When dealing with software applications, we need to maintain and monitor both the application and its underlying infrastructure. In containerized environments, the underlying container orchestration platform is one of the crucial aspects that need to be well maintained in order to avoid any cluster issues. If a cluster failure occurs in a Kubernetes environment, we need to identify the root cause and fix the issue.This process is called Kubernetes troubleshooting.
Troubleshooting Kubernetes cluster failures can be a complex, costly, and tedious task. Even though Kubernetes has some inbuilt monitoring and troubleshooting tools, they lack the functionality and ease of use when dealing with large deployments. The first place a Kubernetes admin should look for when troubleshooting cluster issues is logs. Logs in master nodes and worker nodes will definitely assist in the troubleshooting process.
In this article, we'll have a look at the most common cluster issues that can occur when dealing with the Kubernetes orchestration platform, so that you know where to look when troubleshooting cluster failures in Kubernetes.
The most common issue is network connectivity. This can happen with both internal communications inside the cluster or external communications outside the Kubernetes cluster. Primary reasons for these connectivity issues include misconfigurations such as incorrectly exposed services, incorrect DNS entries, and incorrect network model/plugin configurations. Additionally, even simple issues like not providing a correct selector in the YAML file or not exposing the necessary ports in the container can cause connectivity issues.
Networking becomes even more complex with microservices-based architectures as a single connectivity issue can impact the whole application. The application may use different deployment types such as ReplicaSet, StatefulSet, or DaemonSet, yet the underlying network configurations must match it. For instance, you should ensure that each Pod has a unique network identifier (Stable Network ID) in a StatefulSet. Likewise, you have to always match the network configurations according to the application or deployment type.
Another factor that causes connectivity issues is external services like firewalls. Usually, load balancers or firewalls will be configured outside the Kubernetes cluster to manage traffic to the cluster or provide an additional layer of protection. You might waste precious time diagnosing the cluster network to discover the issue, yet it is with a simple rule in the firewall.

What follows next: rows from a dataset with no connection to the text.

//! Diffing one poll's snapshot against the tracked marker set.

use crate::api::{BusId, BusPosition};
use crate::registry::{MarkerRegistry, MarkerVisual};

/// Applies a fresh snapshot: upserts every listed bus, then drops markers
/// for ids the snapshot no longer carries. Returns the detached visuals so
/// the caller can remove them from the map layer.
///
/// Creation does not trigger a visibility pass; a marker born outside the
/// current policy stays hidden until the next viewport event re-evaluates
/// the set.
pub fn reconcile<M, F>(
    registry: &mut MarkerRegistry<M>,
    snapshot: &[BusPosition],
    now_ms: f64,
    mut create: F,
) -> Vec<M>
where
    M: MarkerVisual,
    F: FnMut(&BusPosition) -> M,
{
    let mut seen: Vec<BusId> = Vec::with_capacity(snapshot.len());
    for bus in snapshot {
        seen.push(bus.id);
        registry.upsert(bus, now_ms, &mut create);
    }
    seen.sort_unstable();
    registry.remove_missing(&seen)
}

#[cfg(test)]
mod test {
    use super::reconcile;
    use crate::api::BusPosition;
    use crate::motion::GLIDE_DURATION_MS;
    use crate::registry::{MarkerRegistry, MarkerVisual};
    use geo::Point;

    #[derive(Debug, PartialEq)]
    struct FakeMarker {
        position: Point<f64>,
        bearing: f64,
    }

    impl MarkerVisual for FakeMarker {
        fn position(&self) -> Point<f64> {
            self.position
        }

        fn set_position(&mut self, position: Point<f64>) {
            self.position = position;
        }

        fn set_bearing(&mut self, degrees: f64) {
            self.bearing = degrees;
        }
    }

    fn bus(id: i64, lat: f64, lon: f64, bearing: f64) -> BusPosition {
        BusPosition {
            id,
            lat,
            lon,
            bearing,
            route_id: 7,
            route_short_name: "30".to_owned(),
        }
    }

    fn fake(bus: &BusPosition) -> FakeMarker {
        FakeMarker {
            position: bus.position(),
            bearing: bus.bearing,
        }
    }

    fn ids(registry: &MarkerRegistry<FakeMarker>) -> Vec<i64> {
        let mut ids: Vec<i64> = registry.ids().collect();
        ids.sort_unstable();
        ids
    }

    #[test]
    fn registry_mirrors_each_snapshot() {
        let mut registry = MarkerRegistry::default();

        reconcile(&mut registry, &[bus(3, 34.6, 33.0, 0.), bus(1, 34.7, 33.1, 0.)], 0., fake);
        assert_eq!(ids(&registry), vec![1, 3]);

        reconcile(&mut registry, &[bus(2, 34.6, 33.0, 0.), bus(3, 34.6, 33.0, 0.)], 0., fake);
        assert_eq!(ids(&registry), vec![2, 3]);

        // feeding the same snapshot twice never duplicates
        reconcile(&mut registry, &[bus(2, 34.6, 33.0, 0.), bus(3, 34.6, 33.0, 0.)], 0., fake);
        assert_eq!(ids(&registry), vec![2, 3]);
    }

    #[test]
    fn update_then_disappear() {
        let mut registry = MarkerRegistry::default();

        reconcile(&mut registry, &[bus(1, 34.6, 33.0, 90.)], 0., fake);
        assert_eq!(registry.len(), 1);

        let removed = reconcile(&mut registry, &[bus(1, 34.61, 33.01, 95.)], 0., fake);
        assert!(removed.is_empty());
        assert_eq!(registry.len(), 1);
        let tracked = registry.get(1).unwrap();
        assert_eq!(tracked.visual.bearing, 95.);
        assert_eq!(tracked.motion.target(), Some(Point::new(34.61, 33.01)));

        let removed = reconcile(&mut registry, &[], 0., fake);
        assert_eq!(removed.len(), 1);
        assert!(registry.is_empty());
    }

    #[test]
    fn moved_bus_glides_to_its_new_position() {
        let mut registry = MarkerRegistry::default();
        reconcile(&mut registry, &[bus(1, 34.6, 33.0, 90.)], 0., fake);
        reconcile(&mut registry, &[bus(1, 34.61, 33.01, 90.)], 0., fake);

        registry.animate(GLIDE_DURATION_MS);
        assert_eq!(
            registry.get(1).unwrap().visual.position,
            Point::new(34.61, 33.01)
        );
    }

    #[test]
    fn removal_returns_the_detached_visuals() {
        let mut registry = MarkerRegistry::default();
        reconcile(
            &mut registry,
            &[bus(5, 34.6, 33.0, 0.), bus(8, 34.7, 33.1, 0.)],
            0.,
            fake,
        );

        let removed = reconcile(&mut registry, &[bus(8, 34.7, 33.1, 0.)], 0., fake);
        assert_eq!(removed.len(), 1);
        assert_eq!(removed[0].position, Point::new(34.6, 33.0));
    }
}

Data loss and unavailability also contribute to cluster failures. These kinds of issues are more prevalent when dealing with persistent volumes of various volume types (plugins) pointing to third-party services like AWS elastic block storage, azure file storage, etc., as Kubernetes depends on them to function properly. These issues also point back to networking issues since communications errors with storage locations will directly impact the cluster.
With the "Storage Object in Use Protection feature," Persistence Volume Claims(PVC) can not be deleted while it's being used by an active Pod as this may result in data loss. However, issues arise when a PVC is deleted, and we are unable to reclaim it. There are two options to reclaim;
- Using the Retain policy where data stored in the external sources are unaffected when the PV is deleted.
- Completely delete the PV and external data storage using the delete policy.
A user might mistakenly use the delete policy, which can cause catastrophic cluster failure, with the only recovery option being a backup or a snapshot of the data.
The dynamic provisioning enables users to bind and provision PVs dynamically. A volume claim will remain unbound if it cannot find a matching volume, leading to cluster and application issues since there's no actual data storage location. This is the common scenario when dealing with under-provisioned persistent volumes where the volume size is less than the requested amount.
Another reason for cluster issues is configuration errors in the Kubernetes cluster. Any issues in the control plane (api-server, etcd, scheduler, etc.) or service in a node such as kube-proxy can cause cluster failures. Therefore, users need to configure the Kubernetes cluster properly before deploying containers. These issues mostly affect custom Kubernetes deployments since most managed Kubernetes services such as Amazon EKS, Azure Kubernetes Service ensure the functionality of the core services.
The next common factor is Pod-related issues. Insufficient resources (CPU/Memory) or issues with the network or volume provider can make Pods stay in the Pending state or stuck in CrashLoopBackOff. The other factor is container image, as it will cause ImagePullBackOff or ErrImagePull errors if Kubernetes is unable to pull the required image. All these will contribute to cluster failures and errors.
Kubectl will not be able to identify or access resources without proper authentication credentials. This can happen when the Kubernetes authentication credentials (/etc/Kubernetes/admin.conf) are not properly set up or Role-Based Access Control (RBAC) is not configured. Therefore, we need to enable RBAC, create and assign RBAC policies for all the resources and users to ensure they have access to the Kubernetes cluster.
Errors in the application or containers can also lead to Kubernetes cluster failures. For example, a vulnerability in the application can expose the whole cluster to malicious attacks. Moreover, insufficient resource availability for the cluster can cause the Pods to become unresponsive. It will also affect the scaling and availability of the application and ultimately lead to performance degradation of the cluster.